> _Directions for this task_: Find every line in the records below that holds the word "message" and copy it.
= Beginning of Section =
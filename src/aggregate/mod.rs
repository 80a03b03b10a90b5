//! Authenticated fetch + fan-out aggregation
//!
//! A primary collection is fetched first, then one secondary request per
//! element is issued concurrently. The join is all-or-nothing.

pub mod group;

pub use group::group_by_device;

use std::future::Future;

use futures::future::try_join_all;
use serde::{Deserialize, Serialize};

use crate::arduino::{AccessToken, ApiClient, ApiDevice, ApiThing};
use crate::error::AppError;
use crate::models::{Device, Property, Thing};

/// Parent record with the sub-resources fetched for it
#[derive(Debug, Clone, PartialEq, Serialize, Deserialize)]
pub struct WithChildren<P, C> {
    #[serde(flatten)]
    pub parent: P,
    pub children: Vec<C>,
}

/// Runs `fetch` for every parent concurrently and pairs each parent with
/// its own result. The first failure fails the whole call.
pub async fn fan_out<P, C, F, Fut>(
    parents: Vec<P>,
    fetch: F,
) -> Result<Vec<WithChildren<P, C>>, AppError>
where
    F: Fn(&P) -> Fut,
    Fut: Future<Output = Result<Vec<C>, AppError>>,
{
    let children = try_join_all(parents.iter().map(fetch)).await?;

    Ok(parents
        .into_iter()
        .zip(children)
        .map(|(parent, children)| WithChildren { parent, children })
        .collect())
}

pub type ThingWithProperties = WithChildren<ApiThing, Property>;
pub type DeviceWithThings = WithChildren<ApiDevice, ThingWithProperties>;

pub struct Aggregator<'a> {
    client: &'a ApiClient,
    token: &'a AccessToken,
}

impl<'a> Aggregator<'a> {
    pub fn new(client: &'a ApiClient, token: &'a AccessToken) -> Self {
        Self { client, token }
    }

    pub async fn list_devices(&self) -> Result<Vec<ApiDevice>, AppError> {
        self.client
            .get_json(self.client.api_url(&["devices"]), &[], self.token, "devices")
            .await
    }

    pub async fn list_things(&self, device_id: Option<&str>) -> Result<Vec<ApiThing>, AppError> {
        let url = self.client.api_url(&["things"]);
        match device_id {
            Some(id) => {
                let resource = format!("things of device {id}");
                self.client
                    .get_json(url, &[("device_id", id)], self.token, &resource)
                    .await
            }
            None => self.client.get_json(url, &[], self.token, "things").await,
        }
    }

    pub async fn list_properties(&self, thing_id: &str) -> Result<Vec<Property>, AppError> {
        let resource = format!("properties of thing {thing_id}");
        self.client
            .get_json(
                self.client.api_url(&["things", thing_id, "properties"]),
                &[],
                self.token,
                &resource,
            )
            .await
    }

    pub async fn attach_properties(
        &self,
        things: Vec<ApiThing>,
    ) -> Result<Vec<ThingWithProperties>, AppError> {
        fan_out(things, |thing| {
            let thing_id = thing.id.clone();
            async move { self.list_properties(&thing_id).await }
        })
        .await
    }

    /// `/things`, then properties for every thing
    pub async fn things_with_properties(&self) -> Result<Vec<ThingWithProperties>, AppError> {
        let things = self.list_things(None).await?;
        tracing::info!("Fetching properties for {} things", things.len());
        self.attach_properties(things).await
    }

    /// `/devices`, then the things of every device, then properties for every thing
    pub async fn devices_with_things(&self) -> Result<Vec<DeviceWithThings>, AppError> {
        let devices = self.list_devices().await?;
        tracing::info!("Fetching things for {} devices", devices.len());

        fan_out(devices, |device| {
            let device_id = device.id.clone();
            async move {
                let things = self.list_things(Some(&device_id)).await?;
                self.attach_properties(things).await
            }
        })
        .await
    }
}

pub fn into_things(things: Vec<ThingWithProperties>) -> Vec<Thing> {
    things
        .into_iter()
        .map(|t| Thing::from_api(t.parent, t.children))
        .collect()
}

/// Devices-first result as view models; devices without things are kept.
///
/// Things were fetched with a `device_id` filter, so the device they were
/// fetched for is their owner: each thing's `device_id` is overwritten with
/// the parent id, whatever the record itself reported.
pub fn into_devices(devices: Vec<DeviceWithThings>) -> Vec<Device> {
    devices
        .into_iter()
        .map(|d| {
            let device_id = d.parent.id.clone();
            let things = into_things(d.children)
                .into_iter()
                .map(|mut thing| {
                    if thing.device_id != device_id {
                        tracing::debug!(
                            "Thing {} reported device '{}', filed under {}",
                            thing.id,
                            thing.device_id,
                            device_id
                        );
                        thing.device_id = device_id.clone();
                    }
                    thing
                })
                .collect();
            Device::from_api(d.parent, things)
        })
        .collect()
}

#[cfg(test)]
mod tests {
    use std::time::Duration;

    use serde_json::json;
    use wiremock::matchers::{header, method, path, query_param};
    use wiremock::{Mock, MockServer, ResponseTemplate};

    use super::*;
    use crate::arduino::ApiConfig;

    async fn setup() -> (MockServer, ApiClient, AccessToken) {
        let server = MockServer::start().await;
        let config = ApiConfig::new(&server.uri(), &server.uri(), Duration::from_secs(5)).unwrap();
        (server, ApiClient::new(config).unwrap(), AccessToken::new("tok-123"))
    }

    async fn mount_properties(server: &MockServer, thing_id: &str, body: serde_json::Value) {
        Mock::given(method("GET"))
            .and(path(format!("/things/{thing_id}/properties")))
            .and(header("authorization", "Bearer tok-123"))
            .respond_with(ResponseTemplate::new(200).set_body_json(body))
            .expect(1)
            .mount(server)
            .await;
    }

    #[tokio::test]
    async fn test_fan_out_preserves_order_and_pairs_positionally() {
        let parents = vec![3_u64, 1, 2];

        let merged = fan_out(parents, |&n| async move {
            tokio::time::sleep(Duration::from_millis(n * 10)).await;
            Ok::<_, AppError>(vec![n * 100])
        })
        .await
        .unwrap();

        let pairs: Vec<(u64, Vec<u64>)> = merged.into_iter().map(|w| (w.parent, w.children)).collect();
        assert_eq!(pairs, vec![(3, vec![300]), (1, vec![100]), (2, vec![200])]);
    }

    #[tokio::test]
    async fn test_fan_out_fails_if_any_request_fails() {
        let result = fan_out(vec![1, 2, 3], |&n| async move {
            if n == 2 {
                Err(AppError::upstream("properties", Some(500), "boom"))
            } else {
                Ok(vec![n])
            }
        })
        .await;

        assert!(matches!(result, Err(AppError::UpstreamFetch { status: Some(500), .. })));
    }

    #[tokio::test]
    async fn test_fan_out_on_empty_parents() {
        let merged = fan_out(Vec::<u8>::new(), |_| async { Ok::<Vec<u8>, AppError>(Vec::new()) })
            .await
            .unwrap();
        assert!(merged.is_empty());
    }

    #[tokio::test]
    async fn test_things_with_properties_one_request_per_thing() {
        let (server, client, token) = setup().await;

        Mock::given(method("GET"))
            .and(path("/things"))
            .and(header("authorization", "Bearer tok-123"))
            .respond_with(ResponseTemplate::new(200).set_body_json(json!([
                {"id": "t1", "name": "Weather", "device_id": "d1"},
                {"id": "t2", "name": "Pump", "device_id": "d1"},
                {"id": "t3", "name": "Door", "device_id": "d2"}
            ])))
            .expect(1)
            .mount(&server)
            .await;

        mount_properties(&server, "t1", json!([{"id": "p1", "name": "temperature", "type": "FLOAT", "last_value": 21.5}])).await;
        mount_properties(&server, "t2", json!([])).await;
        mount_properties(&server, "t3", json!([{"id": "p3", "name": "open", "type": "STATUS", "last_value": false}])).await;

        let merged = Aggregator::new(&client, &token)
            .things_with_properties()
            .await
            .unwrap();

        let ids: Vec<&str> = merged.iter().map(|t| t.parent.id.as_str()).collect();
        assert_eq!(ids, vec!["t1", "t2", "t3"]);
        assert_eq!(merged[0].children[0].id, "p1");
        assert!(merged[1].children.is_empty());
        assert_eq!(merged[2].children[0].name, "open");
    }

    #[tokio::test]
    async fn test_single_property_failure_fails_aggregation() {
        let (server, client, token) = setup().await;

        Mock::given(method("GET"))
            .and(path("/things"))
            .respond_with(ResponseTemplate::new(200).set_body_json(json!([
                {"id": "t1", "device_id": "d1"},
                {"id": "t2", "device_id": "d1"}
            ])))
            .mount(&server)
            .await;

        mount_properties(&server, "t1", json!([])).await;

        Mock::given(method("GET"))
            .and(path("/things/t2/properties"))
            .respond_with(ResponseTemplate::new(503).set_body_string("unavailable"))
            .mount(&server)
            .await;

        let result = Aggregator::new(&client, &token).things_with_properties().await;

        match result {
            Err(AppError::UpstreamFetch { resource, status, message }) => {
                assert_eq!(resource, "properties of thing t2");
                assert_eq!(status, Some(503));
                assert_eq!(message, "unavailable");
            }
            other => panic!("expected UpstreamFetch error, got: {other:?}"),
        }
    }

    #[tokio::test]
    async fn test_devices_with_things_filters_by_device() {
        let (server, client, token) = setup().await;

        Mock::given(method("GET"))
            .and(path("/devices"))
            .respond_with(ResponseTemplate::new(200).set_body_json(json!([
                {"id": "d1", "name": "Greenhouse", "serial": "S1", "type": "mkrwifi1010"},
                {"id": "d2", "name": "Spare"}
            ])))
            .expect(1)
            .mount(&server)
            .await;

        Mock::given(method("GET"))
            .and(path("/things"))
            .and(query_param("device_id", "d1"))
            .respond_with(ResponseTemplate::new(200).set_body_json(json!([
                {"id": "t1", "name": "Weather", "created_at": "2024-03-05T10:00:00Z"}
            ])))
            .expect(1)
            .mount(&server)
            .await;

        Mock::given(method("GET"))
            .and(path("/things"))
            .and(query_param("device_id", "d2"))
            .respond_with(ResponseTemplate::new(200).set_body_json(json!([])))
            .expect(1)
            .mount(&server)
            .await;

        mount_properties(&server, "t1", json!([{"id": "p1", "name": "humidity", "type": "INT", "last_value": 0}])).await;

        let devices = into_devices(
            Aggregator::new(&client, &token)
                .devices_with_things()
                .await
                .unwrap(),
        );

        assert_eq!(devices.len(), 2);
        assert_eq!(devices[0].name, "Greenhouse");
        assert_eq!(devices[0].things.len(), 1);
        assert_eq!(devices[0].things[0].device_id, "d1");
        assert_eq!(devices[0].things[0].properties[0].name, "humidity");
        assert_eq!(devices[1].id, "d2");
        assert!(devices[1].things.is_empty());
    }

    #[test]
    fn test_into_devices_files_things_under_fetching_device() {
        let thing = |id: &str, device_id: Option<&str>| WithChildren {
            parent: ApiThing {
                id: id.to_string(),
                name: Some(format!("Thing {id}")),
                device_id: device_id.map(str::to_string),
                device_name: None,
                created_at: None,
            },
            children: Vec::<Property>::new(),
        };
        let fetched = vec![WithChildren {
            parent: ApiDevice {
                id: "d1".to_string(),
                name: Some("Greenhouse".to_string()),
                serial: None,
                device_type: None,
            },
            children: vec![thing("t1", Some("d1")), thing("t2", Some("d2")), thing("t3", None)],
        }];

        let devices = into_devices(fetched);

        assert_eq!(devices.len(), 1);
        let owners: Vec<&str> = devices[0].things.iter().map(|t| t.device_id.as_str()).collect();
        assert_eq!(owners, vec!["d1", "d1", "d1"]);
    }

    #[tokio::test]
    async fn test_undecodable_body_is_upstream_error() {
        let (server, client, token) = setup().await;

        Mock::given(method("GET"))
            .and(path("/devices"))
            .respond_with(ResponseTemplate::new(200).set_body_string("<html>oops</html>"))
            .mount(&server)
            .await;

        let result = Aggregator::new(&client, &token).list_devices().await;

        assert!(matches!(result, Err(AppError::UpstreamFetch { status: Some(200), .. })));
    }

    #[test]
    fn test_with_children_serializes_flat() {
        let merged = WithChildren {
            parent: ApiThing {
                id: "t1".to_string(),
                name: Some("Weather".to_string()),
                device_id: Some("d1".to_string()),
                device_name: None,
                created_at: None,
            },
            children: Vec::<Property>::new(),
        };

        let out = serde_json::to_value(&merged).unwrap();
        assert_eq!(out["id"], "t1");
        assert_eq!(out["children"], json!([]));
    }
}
= End of Section =
> _Expected answer_:
            Err(AppError::UpstreamFetch { resource, status, message }) => {
                assert_eq!(message, "unavailable");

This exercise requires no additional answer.